During operation of the 500 kV air insulated switchyard equipment, a failure of CT occurred on April 2nd 2009 immediately after completing the water wash using the live line insulator washing system (LLIWS ).

Again on October 26th 2009 another failure occurred after completing the live line insulator washing. The CTs were installed in august 2008, first energizing took place in November 2008 and permanent service started on January 6th 2009, while the commission of the live line washing system installation started on April 2nd 2009و that means on the same day of the failure. The CTs which failed in service passed the type and routine tests as per updated IEC standards [2].

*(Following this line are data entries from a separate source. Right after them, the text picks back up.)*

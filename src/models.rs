use chrono::NaiveDate;
use serde::Serialize;

/// Survey answers are scored 0-5 and shown as percentages.
pub const RATING_SCALE: u32 = 20;

pub const ALL_TEAMS: &str = "All";

#[derive(Debug, Clone, Copy, PartialEq, Eq, Hash, PartialOrd, Ord, Serialize)]
#[serde(rename_all = "snake_case")]
pub enum RatingMetric {
    Productivity,
    Connections,
    Loneliness,
    OfficeEnv,
    HomeEnv,
    Relationships,
    Role,
    Other,
}

impl RatingMetric {
    pub const ALL: [RatingMetric; 8] = [
        RatingMetric::Productivity,
        RatingMetric::Connections,
        RatingMetric::Loneliness,
        RatingMetric::OfficeEnv,
        RatingMetric::HomeEnv,
        RatingMetric::Relationships,
        RatingMetric::Role,
        RatingMetric::Other,
    ];

    /// Maps a header to a known metric. `Other` is never returned here; the
    /// loader assigns it to the one column left over.
    pub fn from_column(name: &str) -> Option<Self> {
        match name.trim().to_ascii_lowercase().as_str() {
            "productivity" => Some(Self::Productivity),
            "connections" | "connection" => Some(Self::Connections),
            "loneliness" | "lonliness" => Some(Self::Loneliness),
            "office_env" => Some(Self::OfficeEnv),
            "home_env" => Some(Self::HomeEnv),
            "relationships" => Some(Self::Relationships),
            "role" => Some(Self::Role),
            _ => None,
        }
    }

    fn index(self) -> usize {
        self as usize
    }
}

#[derive(Debug, Clone, Copy, Default, PartialEq, Eq, Serialize)]
pub struct Ratings([u32; 8]);

impl Ratings {
    pub fn get(&self, metric: RatingMetric) -> u32 {
        self.0[metric.index()]
    }

    pub fn set(&mut self, metric: RatingMetric, value: u32) {
        self.0[metric.index()] = value;
    }
}

#[derive(Debug, Clone, PartialEq, Eq)]
pub struct SurveyRecord {
    pub employee_id: String,
    pub team: String,
    pub date: NaiveDate,
    pub home_days: u32,
    /// Already rescaled to 0-100.
    pub ratings: Ratings,
}

#[derive(Debug, Clone, PartialEq, Eq, Serialize)]
pub struct WeeklyAggregate {
    pub date: NaiveDate,
    pub home_days: u32,
    pub ratings: Ratings,
    pub summary_text: String,
}

impl WeeklyAggregate {
    pub fn rating(&self, metric: RatingMetric) -> u32 {
        self.ratings.get(metric)
    }
}

#[derive(Debug, Clone, PartialEq, Eq, Hash)]
pub enum Scope {
    Company,
    Team(String),
}

impl Scope {
    pub fn from_selection(selection: &str) -> Self {
        if selection == ALL_TEAMS {
            Scope::Company
        } else {
            Scope::Team(selection.to_string())
        }
    }

    pub fn label(&self) -> &str {
        match self {
            Scope::Company => ALL_TEAMS,
            Scope::Team(name) => name,
        }
    }
}

#[cfg(test)]
mod tests {
    use super::*;

    #[test]
    fn column_lookup_accepts_historic_spelling() {
        assert_eq!(
            RatingMetric::from_column("lonliness"),
            Some(RatingMetric::Loneliness)
        );
        assert_eq!(
            RatingMetric::from_column(" Office_Env "),
            Some(RatingMetric::OfficeEnv)
        );
        assert_eq!(RatingMetric::from_column("wellbeing"), None);
    }

    #[test]
    fn ratings_are_indexed_by_metric() {
        let mut ratings = Ratings::default();
        ratings.set(RatingMetric::Role, 60);
        ratings.set(RatingMetric::Other, 100);
        assert_eq!(ratings.get(RatingMetric::Role), 60);
        assert_eq!(ratings.get(RatingMetric::Other), 100);
        assert_eq!(ratings.get(RatingMetric::Productivity), 0);
    }

    #[test]
    fn all_sentinel_selects_company() {
        assert_eq!(Scope::from_selection("All"), Scope::Company);
        assert_eq!(
            Scope::from_selection("Engineering"),
            Scope::Team("Engineering".to_string())
        );
        assert_eq!(Scope::Team("Sales".to_string()).label(), "Sales");
    }
}
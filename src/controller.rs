use tracing::debug;

use crate::aggregate;
use crate::charts::{Breakdown, ChartData, TimeSeries};
use crate::dataset::Dataset;
use crate::error::Result;
use crate::filter::{self, DateWindow, RangeSelection};
use crate::models::{Scope, WeeklyAggregate};

/// Recomputes all five charts for one control change.
///
/// Pure over the shared `Dataset`: the same selection always produces equal
/// chart data, and nothing is cached or mutated between calls.
pub fn update(dataset: &Dataset, team_selection: &str, range: RangeSelection) -> Result<ChartData> {
    let scope = Scope::from_selection(team_selection);
    let table = dataset.table(&scope)?;
    let window = DateWindow::from_marks(dataset.marks(), range)?;
    let rows = filter::filter_weeks(table, window);

    debug!(
        "Recomputed {} ({} to {}): {} weeks",
        scope.label(),
        window.after,
        window.before,
        rows.len()
    );

    Ok(build(dataset, &scope, &rows))
}

/// Charts shown before any interaction: the whole company, unfiltered.
pub fn initial(dataset: &Dataset) -> ChartData {
    let rows: Vec<&WeeklyAggregate> = dataset.company().iter().collect();
    build(dataset, &Scope::Company, &rows)
}

fn build(dataset: &Dataset, scope: &Scope, rows: &[&WeeklyAggregate]) -> ChartData {
    ChartData {
        time_series: TimeSeries::from_rows(scope, rows, dataset.size_ref()),
        breakdowns: Breakdown::all(aggregate::breakdown_modes(rows)),
    }
}
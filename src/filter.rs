use chrono::NaiveDate;
use serde::{Deserialize, Serialize};

use crate::error::{DashboardError, Result};
use crate::models::WeeklyAggregate;

/// Every third week becomes a range selector mark.
pub const MARK_STEP: usize = 3;
/// The selector is fixed to marks 0..=17.
pub const MAX_MARKS: usize = 18;

const DEFAULT_LO: usize = 1;
const DEFAULT_HI: usize = 16;

pub fn sample_marks(weeks: &[NaiveDate]) -> Vec<NaiveDate> {
    weeks.iter().step_by(MARK_STEP).take(MAX_MARKS).copied().collect()
}

/// Slider handle positions, as indices into the mark list.
#[derive(Debug, Clone, Copy, PartialEq, Eq, Serialize, Deserialize)]
pub struct RangeSelection {
    pub lo: usize,
    pub hi: usize,
}

impl RangeSelection {
    pub fn new(lo: usize, hi: usize) -> Self {
        Self { lo, hi }
    }

    /// `[1, 16]`, pulled in when the survey has fewer marks.
    pub fn default_for(mark_count: usize) -> Self {
        let last = mark_count.saturating_sub(1);
        Self {
            lo: DEFAULT_LO.min(last),
            hi: DEFAULT_HI.min(last),
        }
    }
}

#[derive(Debug, Clone, Copy, PartialEq, Eq)]
pub struct DateWindow {
    pub after: NaiveDate,
    pub before: NaiveDate,
}

impl DateWindow {
    pub fn from_marks(marks: &[NaiveDate], range: RangeSelection) -> Result<Self> {
        let invalid = || DashboardError::InvalidRange {
            lo: range.lo,
            hi: range.hi,
            max: marks.len().saturating_sub(1),
        };
        if range.lo > range.hi {
            return Err(invalid());
        }
        let after = *marks.get(range.lo).ok_or_else(invalid)?;
        let before = *marks.get(range.hi).ok_or_else(invalid)?;
        Ok(Self { after, before })
    }

    /// Both ends are exclusive: weeks sitting on a mark are left out.
    pub fn contains(&self, date: NaiveDate) -> bool {
        date > self.after && date < self.before
    }
}

pub fn filter_weeks(table: &[WeeklyAggregate], window: DateWindow) -> Vec<&WeeklyAggregate> {
    table.iter().filter(|row| window.contains(row.date)).collect()
}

The technical data of the 500 kV CTS [2] are:-

- Rated primary current : 2000 A

- Rated voltage phase to earth : 500/√3 kV

- Insulation level : 620 kV rms , 1550 kV peak , 1175 kV peak

- Creepage distance : 17500 mm

- Temperature range : 0/ + 45 ˚C

- Insulation medium : mineral oil impregnate

2. LIVE LINE INSULATOR WASHING SYSTEM

The system is used regularly and includes 12 spray jet water nozzles permanently mounted around the lower end of each CT insulator and permanently coupled by pipe work to a supply of demineralized water with a flow rate of 350 L/min, water stream should withstand A.C nominal voltage and over voltages [3].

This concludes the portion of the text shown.